**YOUR GOAL:**
List all lines of the data containing the word "carries".

Dataset entries:
//! Particle records shared by trails, bursts and click pulses.
//!
//! A [`ParticleRecord`] exclusively owns one node plus the shape and material
//! that back it. The record is not `Clone`, and [`ParticleRecord::retire`]
//! consumes it, so every resource is detached and released exactly once.

use glam::Vec3;
use stardrift_common::{Color, MaterialId, NodeId, ShapeId};

use crate::scene::{MaterialDesc, Scene, ShapeDesc};

/// Outcome of advancing a particle by one tick.
#[derive(Debug, Clone, Copy, PartialEq, Eq)]
pub enum Lifecycle {
    /// Still within its lifespan.
    Alive,
    /// Reached its lifespan and must be retired.
    Expired,
}

/// Parameters for spawning a particle.
#[derive(Debug, Clone, Copy, PartialEq)]
pub struct ParticleSpawn {
    /// Initial world position
    pub position: Vec3,
    /// Sphere radius
    pub radius: f32,
    /// Tint
    pub color: Color,
    /// Frames until retirement
    pub lifespan_frames: u32,
    /// Per-frame velocity
    pub velocity: Vec3,
}

/// Linear fade-out: full opacity at age 0, zero at the end of the lifespan.
#[must_use]
pub fn fade_opacity(age: u32, lifespan_frames: u32) -> f32 {
    if lifespan_frames == 0 {
        return 0.0;
    }
    (1.0 - age as f32 / lifespan_frames as f32).max(0.0)
}

/// One spawned visual particle.
#[derive(Debug)]
pub struct ParticleRecord {
    visual: NodeId,
    shape: ShapeId,
    appearance: MaterialId,
    position: Vec3,
    velocity: Vec3,
    scale: f32,
    age: u32,
    lifespan_frames: u32,
}

impl ParticleRecord {
    /// Creates the particle's resources and attaches it to the scene.
    pub fn spawn<S: Scene + ?Sized>(scene: &mut S, spawn: ParticleSpawn) -> Self {
        let shape = scene.create_shape(ShapeDesc::particle(spawn.radius));
        let appearance = scene.create_material(MaterialDesc::particle(spawn.color));
        let visual = scene.create_node(shape, appearance, spawn.position);
        scene.attach(visual);

        Self {
            visual,
            shape,
            appearance,
            position: spawn.position,
            velocity: spawn.velocity,
            scale: 1.0,
            age: 0,
            lifespan_frames: spawn.lifespan_frames,
        }
    }

    /// Node rendering this particle.
    #[must_use]
    pub const fn visual(&self) -> NodeId {
        self.visual
    }

    /// Geometry owned by this particle.
    #[must_use]
    pub const fn shape(&self) -> ShapeId {
        self.shape
    }

    /// Material owned by this particle.
    #[must_use]
    pub const fn appearance(&self) -> MaterialId {
        self.appearance
    }

    /// Current position.
    #[must_use]
    pub const fn position(&self) -> Vec3 {
        self.position
    }

    /// Current per-frame velocity.
    #[must_use]
    pub const fn velocity(&self) -> Vec3 {
        self.velocity
    }

    /// Accumulated uniform scale.
    #[must_use]
    pub const fn scale(&self) -> f32 {
        self.scale
    }

    /// Ticks since spawn.
    #[must_use]
    pub const fn age(&self) -> u32 {
        self.age
    }

    /// Age at which the particle is retired.
    #[must_use]
    pub const fn lifespan_frames(&self) -> u32 {
        self.lifespan_frames
    }

    /// Opacity implied by the current age.
    #[must_use]
    pub fn opacity(&self) -> f32 {
        fade_opacity(self.age, self.lifespan_frames)
    }

    /// Fraction of the lifespan used, in `[0, 1]`.
    #[must_use]
    pub fn progress(&self) -> f32 {
        1.0 - self.opacity()
    }

    /// Ages the particle by one tick.
    pub fn advance(&mut self) -> Lifecycle {
        self.age = self.age.saturating_add(1);
        if self.age >= self.lifespan_frames {
            Lifecycle::Expired
        } else {
            Lifecycle::Alive
        }
    }

    /// Writes the age-based opacity to the material.
    pub fn fade<S: Scene + ?Sized>(&self, scene: &mut S) {
        scene.set_opacity(self.appearance, self.opacity());
    }

    /// Multiplies the uniform scale by `factor`.
    pub fn shrink<S: Scene + ?Sized>(&mut self, scene: &mut S, factor: f32) {
        self.set_scale(scene, self.scale * factor);
    }

    /// Sets the uniform scale.
    pub fn set_scale<S: Scene + ?Sized>(&mut self, scene: &mut S, scale: f32) {
        self.scale = scale;
        scene.set_scale(self.visual, Vec3::splat(scale));
    }

    /// Euler step: moves by the velocity, then damps the velocity.
    pub fn drift<S: Scene + ?Sized>(&mut self, scene: &mut S, damping: f32) {
        self.position += self.velocity;
        self.velocity *= damping;
        scene.set_position(self.visual, self.position);
    }

    /// Detaches the node and releases the shape and material.
    pub fn retire<S: Scene + ?Sized>(self, scene: &mut S) {
        scene.detach(self.visual);
        scene.release_shape(self.shape);
        scene.release_material(self.appearance);
    }
}
//! One entry of the writer's in-flight message table.

use muxrpc_codec::Serializer;
use muxrpc_proto::{MessageBundle, MessageId};

use crate::inner_list::{Link, LinkSlot};

pub(crate) const RING_ORDER: usize = 0;
pub(crate) const RING_WRITE: usize = 1;
pub(crate) const RING_CACHE: usize = 2;
pub(crate) const RING_COUNT: usize = 3;

/// Where a slot's message is in its send lifecycle.
#[derive(Debug, Clone, Copy, PartialEq, Eq)]
pub(crate) enum SlotState {
    /// No fragment work pending (free, or completed awaiting response).
    Empty,
    /// Accepted, serializer not yet acquired.
    WriteStart,
    /// Emitting the message header.
    WriteHead,
    /// Emitting the message body.
    WriteBody,
    /// Accepted relayed data, not yet started.
    RelayedStart,
    /// Copying relayed header bytes.
    RelayedHead,
    /// Copying relayed body bytes.
    RelayedBody,
    /// Canceled mid-flight; a cancel marker still has to go out.
    Canceled,
}

pub(crate) struct MessageSlot {
    pub bundle: Option<MessageBundle>,
    pub pool_id: MessageId,
    pub state: SlotState,
    pub serializer: Option<Serializer>,
    /// Consecutive packets this message has monopolized.
    pub packet_count: u16,
    /// Monotonic stamp disambiguating handles across slot reuse.
    pub unique: u32,
    /// Byte cursor into relayed head/body data.
    pub relay_at: usize,
    links: [Link; RING_COUNT],
}

impl Default for MessageSlot {
    fn default() -> Self {
        Self {
            bundle: None,
            pool_id: MessageId::INVALID,
            state: SlotState::Empty,
            serializer: None,
            packet_count: 0,
            unique: 0,
            relay_at: 0,
            links: [Link::default(); RING_COUNT],
        }
    }
}

impl MessageSlot {
    /// Release the slot's contents and advance the unique stamp. Zero is
    /// skipped on wrap so a wrapped stamp never matches a default handle.
    pub fn clear(&mut self) {
        self.bundle = None;
        self.pool_id = MessageId::INVALID;
        self.state = SlotState::Empty;
        self.serializer = None;
        self.packet_count = 0;
        self.relay_at = 0;
        self.unique = match self.unique.wrapping_add(1) {
            0 => 1,
            next => next,
        };
    }

    pub fn is_synchronous(&self) -> bool {
        self.bundle
            .as_ref()
            .map(MessageBundle::is_synchronous)
            .unwrap_or(false)
    }

    pub fn is_relayed(&self) -> bool {
        self.bundle
            .as_ref()
            .map(MessageBundle::is_relayed)
            .unwrap_or(false)
    }

    pub fn waits_response(&self) -> bool {
        self.bundle
            .as_ref()
            .map(MessageBundle::waits_response)
            .unwrap_or(false)
    }

    /// Fragment work is underway: a serializer is live or relayed bytes are
    /// partially copied.
    pub fn is_mid_flight(&self) -> bool {
        self.serializer.is_some()
            || matches!(
                self.state,
                SlotState::RelayedHead | SlotState::RelayedBody
            )
    }
}

impl LinkSlot for MessageSlot {
    fn link(&self, ring: usize) -> &Link {
        &self.links[ring]
    }

    fn link_mut(&mut self, ring: usize) -> &mut Link {
        &mut self.links[ring]
    }
}

#[cfg(test)]
mod tests {
    use super::*;

    #[test]
    fn clear_bumps_unique_and_skips_zero() {
        let mut slot = MessageSlot::default();
        assert_eq!(slot.unique, 0);
        slot.clear();
        assert_eq!(slot.unique, 1);
        slot.unique = u32::MAX;
        slot.clear();
        assert_eq!(slot.unique, 1);
    }

    #[test]
    fn empty_slot_reports_no_traits() {
        let slot = MessageSlot::default();
        assert!(!slot.is_synchronous());
        assert!(!slot.is_relayed());
        assert!(!slot.waits_response());
        assert!(!slot.is_mid_flight());
    }
}
//! On-wire packet framing.
//!
//! A packet is a fixed header followed by up to [`MAX_PACKET_DATA_SIZE`]
//! bytes of body. The header's kind names the first body element; further
//! elements carry a one-byte kind tag between them.
//!
//! ```text
//! |  header (4B)  |               body (0..=size bytes)                |
//! | kind flags sz | elem-1 [kind elem-2] [kind elem-3] ...             |
//! ```
//!
//! A message fragment element is `cross(slot) u16(len) <len bytes>`. Packets
//! carrying several new messages look like:
//!
//! ```text
//! | PH(NewMessage) | frag-1 [NewMessage] frag-2 [NewMessage] frag-3 |
//! ```
//!
//! while one message spread over three packets reads
//! `NewMessage / ContinuedMessage / ContinuedMessage`, the last kind carrying
//! [`END_MESSAGE_FLAG`].

use muxrpc_codec::store;

use crate::error::{ProtoError, Result};

/// Fixed header size: kind, flags, 16-bit body size.
pub const HEADER_SIZE: usize = 4;

/// Upper bound for the body of a single packet.
pub const MAX_PACKET_DATA_SIZE: usize = 64 * 1024;

/// The body size field must stay below `u16::MAX`.
pub const MAX_PACKET_BODY_SIZE: usize = 0xFFFF - 1;

/// OR'd into a message kind on the last fragment of that message.
pub const END_MESSAGE_FLAG: u8 = 0x80;

/// Content kinds, used both as header kinds and in-body element tags.
#[derive(Debug, Clone, Copy, PartialEq, Eq)]
#[repr(u8)]
pub enum PacketKind {
    /// First fragment of a message.
    NewMessage = 1,
    /// Later fragment of an already-started message.
    OldMessage = 2,
    /// The packet continues the message that closed the previous packet.
    ContinuedMessage = 3,
    /// The named slot was canceled; the peer drops its reassembly state.
    CancelMessage = 4,
    /// Echo of a peer request id whose cancellation we observed.
    CancelRequest = 5,
    /// Count of relay packets being acknowledged.
    AckdCount = 6,
    /// Header-only liveness probe.
    KeepAlive = 7,
}

impl PacketKind {
    /// Decode a kind code, ignoring [`END_MESSAGE_FLAG`].
    pub fn from_code(code: u8) -> Option<Self> {
        match code & !END_MESSAGE_FLAG {
            1 => Some(Self::NewMessage),
            2 => Some(Self::OldMessage),
            3 => Some(Self::ContinuedMessage),
            4 => Some(Self::CancelMessage),
            5 => Some(Self::CancelRequest),
            6 => Some(Self::AckdCount),
            7 => Some(Self::KeepAlive),
            _ => None,
        }
    }

    pub fn is_message(self) -> bool {
        matches!(
            self,
            Self::NewMessage | Self::OldMessage | Self::ContinuedMessage
        )
    }
}

/// Header flag bits.
pub mod header_flags {
    /// The body was shrunk by the in-place compressor.
    pub const COMPRESSED: u8 = 0b01;
    /// The packet carries relayed data and requests acknowledgement.
    pub const ACK_REQUEST: u8 = 0b10;
}

/// The fixed packet header.
#[derive(Debug, Clone, Copy, PartialEq, Eq)]
pub struct PacketHeader {
    /// Kind code of the first body element, possibly with
    /// [`END_MESSAGE_FLAG`] OR'd in.
    pub kind: u8,
    pub flags: u8,
    pub size: u16,
}

impl PacketHeader {
    pub fn new(kind: PacketKind) -> Self {
        Self {
            kind: kind as u8,
            flags: 0,
            size: 0,
        }
    }

    pub fn keep_alive() -> Self {
        Self::new(PacketKind::KeepAlive)
    }

    pub fn base_kind(&self) -> Option<PacketKind> {
        PacketKind::from_code(self.kind)
    }

    pub fn has_end_flag(&self) -> bool {
        self.kind & END_MESSAGE_FLAG != 0
    }

    pub fn is_compressed(&self) -> bool {
        self.flags & header_flags::COMPRESSED != 0
    }

    pub fn requests_ack(&self) -> bool {
        self.flags & header_flags::ACK_REQUEST != 0
    }

    /// Render the header at the front of `out`. `out` must hold
    /// [`HEADER_SIZE`] bytes.
    pub fn store(&self, out: &mut [u8]) -> usize {
        let mut at = store::store_u8(out, self.kind);
        at += store::store_u8(&mut out[at..], self.flags);
        at += store::store_u16(&mut out[at..], self.size);
        at
    }

    /// Parse a header from the front of `buf`.
    pub fn load(buf: &[u8]) -> Result<(Self, usize)> {
        if buf.len() < HEADER_SIZE {
            return Err(ProtoError::ShortHeader);
        }
        let (kind, mut at) = store::load_u8(buf);
        let (flags, n) = store::load_u8(&buf[at..]);
        at += n;
        let (size, n) = store::load_u16(&buf[at..]);
        at += n;
        if PacketKind::from_code(kind).is_none() {
            return Err(ProtoError::UnknownKind(kind));
        }
        Ok((Self { kind, flags, size }, at))
    }
}
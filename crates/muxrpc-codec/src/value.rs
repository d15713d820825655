//! Decoded value model.
//!
//! The deserializer is schema-driven: callers push a [`Kind`] describing what
//! the next wire value looks like and collect the matching [`Value`] once the
//! engine has consumed enough bytes. [`Decode`] ties a Rust type to its kind
//! and its conversion out of the generic value tree.

use std::collections::{BTreeMap, BTreeSet};

use bytes::Bytes;

/// An ordered sequence of bits, packed eight per byte on the wire
/// (least-significant bit first) behind an integrity-checked bit count.
#[derive(Debug, Clone, Default, PartialEq, Eq)]
pub struct Bits(pub Vec<bool>);

impl Bits {
    pub fn len(&self) -> usize {
        self.0.len()
    }

    pub fn is_empty(&self) -> bool {
        self.0.is_empty()
    }
}

impl From<Vec<bool>> for Bits {
    fn from(bits: Vec<bool>) -> Self {
        Self(bits)
    }
}

/// Shape of one wire value, pushed onto the deserializer.
#[derive(Debug, Clone, PartialEq, Eq)]
pub enum Kind {
    U8,
    U16,
    U32,
    U64,
    Bool,
    /// Self-delimiting cross-encoded integer.
    Cross,
    /// Length-checked byte string (strings share this representation).
    Bytes,
    /// Length-checked packed bit sequence.
    Bits,
    /// Counted sequence of one element kind.
    Seq(Box<Kind>),
    /// Counted key/value sequence.
    Map(Box<Kind>, Box<Kind>),
    /// Counted set of one element kind.
    Set(Box<Kind>),
    /// Fixed heterogeneous group (no count on the wire).
    Tuple(Vec<Kind>),
    /// Presence flag followed by the payload when present.
    Option(Box<Kind>),
}

/// One decoded wire value.
#[derive(Debug, Clone, PartialEq, Eq)]
pub enum Value {
    U8(u8),
    U16(u16),
    U32(u32),
    U64(u64),
    Bool(bool),
    Cross(u64),
    Bytes(Bytes),
    Bits(Bits),
    Seq(Vec<Value>),
    Map(Vec<(Value, Value)>),
    Set(Vec<Value>),
    Tuple(Vec<Value>),
    Option(Option<Box<Value>>),
    /// A drained stream; carries the byte count delivered to the sink.
    Stream(u64),
}

/// A type that can be read back from the wire.
///
/// `from_value` returns `None` when the value tree does not match, which only
/// happens when it is applied to a value produced from a different kind.
pub trait Decode: Sized {
    fn kind() -> Kind;
    fn from_value(value: Value) -> Option<Self>;
}

macro_rules! decode_uint {
    ($ty:ty, $kind:ident) => {
        impl Decode for $ty {
            fn kind() -> Kind {
                Kind::$kind
            }

            fn from_value(value: Value) -> Option<Self> {
                match value {
                    Value::$kind(v) => Some(v),
                    _ => None,
                }
            }
        }
    };
}

decode_uint!(u8, U8);
decode_uint!(u16, U16);
decode_uint!(u32, U32);
decode_uint!(u64, U64);

macro_rules! decode_int {
    ($ty:ty, $kind:ident) => {
        impl Decode for $ty {
            fn kind() -> Kind {
                Kind::$kind
            }

            fn from_value(value: Value) -> Option<Self> {
                match value {
                    Value::$kind(v) => Some(v as $ty),
                    _ => None,
                }
            }
        }
    };
}

decode_int!(i8, U8);
decode_int!(i16, U16);
decode_int!(i32, U32);
decode_int!(i64, U64);

impl Decode for bool {
    fn kind() -> Kind {
        Kind::Bool
    }

    fn from_value(value: Value) -> Option<Self> {
        match value {
            Value::Bool(v) => Some(v),
            _ => None,
        }
    }
}

impl Decode for String {
    fn kind() -> Kind {
        Kind::Bytes
    }

    fn from_value(value: Value) -> Option<Self> {
        match value {
            Value::Bytes(b) => String::from_utf8(b.to_vec()).ok(),
            _ => None,
        }
    }
}

impl Decode for Bytes {
    fn kind() -> Kind {
        Kind::Bytes
    }

    fn from_value(value: Value) -> Option<Self> {
        match value {
            Value::Bytes(b) => Some(b),
            _ => None,
        }
    }
}

impl Decode for Bits {
    fn kind() -> Kind {
        Kind::Bits
    }

    fn from_value(value: Value) -> Option<Self> {
        match value {
            Value::Bits(b) => Some(b),
            _ => None,
        }
    }
}

impl<T: Decode> Decode for Vec<T> {
    fn kind() -> Kind {
        Kind::Seq(Box::new(T::kind()))
    }

    fn from_value(value: Value) -> Option<Self> {
        match value {
            Value::Seq(items) => items.into_iter().map(T::from_value).collect(),
            _ => None,
        }
    }
}

impl<K: Decode + Ord, V: Decode> Decode for BTreeMap<K, V> {
    fn kind() -> Kind {
        Kind::Map(Box::new(K::kind()), Box::new(V::kind()))
    }

    fn from_value(value: Value) -> Option<Self> {
        match value {
            Value::Map(entries) => entries
                .into_iter()
                .map(|(k, v)| Some((K::from_value(k)?, V::from_value(v)?)))
                .collect(),
            _ => None,
        }
    }
}

impl<T: Decode + Ord> Decode for BTreeSet<T> {
    fn kind() -> Kind {
        Kind::Set(Box::new(T::kind()))
    }

    fn from_value(value: Value) -> Option<Self> {
        match value {
            Value::Set(items) => items.into_iter().map(T::from_value).collect(),
            _ => None,
        }
    }
}

impl<T: Decode> Decode for Option<T> {
    fn kind() -> Kind {
        Kind::Option(Box::new(T::kind()))
    }

    fn from_value(value: Value) -> Option<Self> {
        match value {
            Value::Option(None) => Some(None),
            Value::Option(Some(inner)) => T::from_value(*inner).map(Some),
            _ => None,
        }
    }
}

**ANSWER SPACE:**
    /// The packet carries relayed data and requests acknowledgement.
    /// A drained stream; carries the byte count delivered to the sink.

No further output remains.